This week’s post will be the second part of a three part series where I discuss the philosophy that makes up the core of my business. If you missed part 1, you can find it below.

Part 1: Protecting and enhancing the environment and human health
Part 2: Building a local economy
Part 3: Creating a community of entrepreneurs

Let’s consider for a moment a random object that we come into contact with on a regular basis. How about a soda can, just the can itself. The production of something as simple as a soda can is immensely complex. The bauxite is mined in Africa or Guinea, shipped off to either Europe or the US to be smelted, refined, and produced into alumni, then to China to turn the raw alumina into aluminum sheets, where it is shipped again to the US to be manufactured into cans. It’s then combined with the thingy on top that opens the can, the labels, and the beverage, all of which have their own journey. The components of a single can of soda have circumnavigated the world several times before reaching our hands. Most things that we come into contact with everyday have a similar journey. It’s pretty mind blowing to think about.

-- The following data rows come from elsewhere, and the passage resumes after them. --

//! Pageview Charts - renders line_plot.png, bar_plot.png and box_plot.png
//! from the page-view CSV in the working directory.

use anyhow::{Context, Result};
use pageview_charts::config::CONFIG_FILE_NAME;
use pageview_charts::{Pipeline, VisualizerConfig};
use std::path::Path;

fn main() -> Result<()> {
    let config = VisualizerConfig::load_or_default(Path::new(CONFIG_FILE_NAME))
        .with_context(|| format!("Failed to load {}", CONFIG_FILE_NAME))?;

    let pipeline = Pipeline::new(config).context("Failed to prepare the dataset")?;

    pipeline.draw_line_plot().context("Failed to draw the line plot")?;
    pipeline.draw_bar_plot().context("Failed to draw the bar plot")?;
    pipeline.draw_box_plot().context("Failed to draw the box plot")?;

    Ok(())
}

World history, for better or (well, and) for worse, has always steered towards the strengthening of global economic connections. Wars have been fought, world leaders have been overthrown, and elections have been decided to establish, maintain, or to enhance these connections. National economies depend on them. Also mind blowing to think about.

Globalization has resulted in plenty of good. No doubt that it has lifted millions out of poverty. No doubt that it has led to the low cost of essential goods. Since there simply aren’t any local mines and refineries, without globalization, we wouldn’t have soda (ok, maybe not so bad), and, if we are to have automobiles at all, they would be as rare as private jets (though I have always wanted a horse and buggy). Point is, unless we are willing to go back three thousand years, globalization is here to stay.

But of course, it’s a double-edged sword.

First, the global economy is vulnerable to major world events. World War 1 for instance completely disrupted the global connections that were established in the 19th and early 20th centuries, and it wasn’t until the early 1990s that the same level of connectivity was reached, after the fall of the Soviet Union. And most relevant to today: pandemics. Nothing is worse for the global economy than a pandemic: the bubonic plague, yellow fever, and now Covid-19 all resulted in major disruptions that took/will take years to recover from.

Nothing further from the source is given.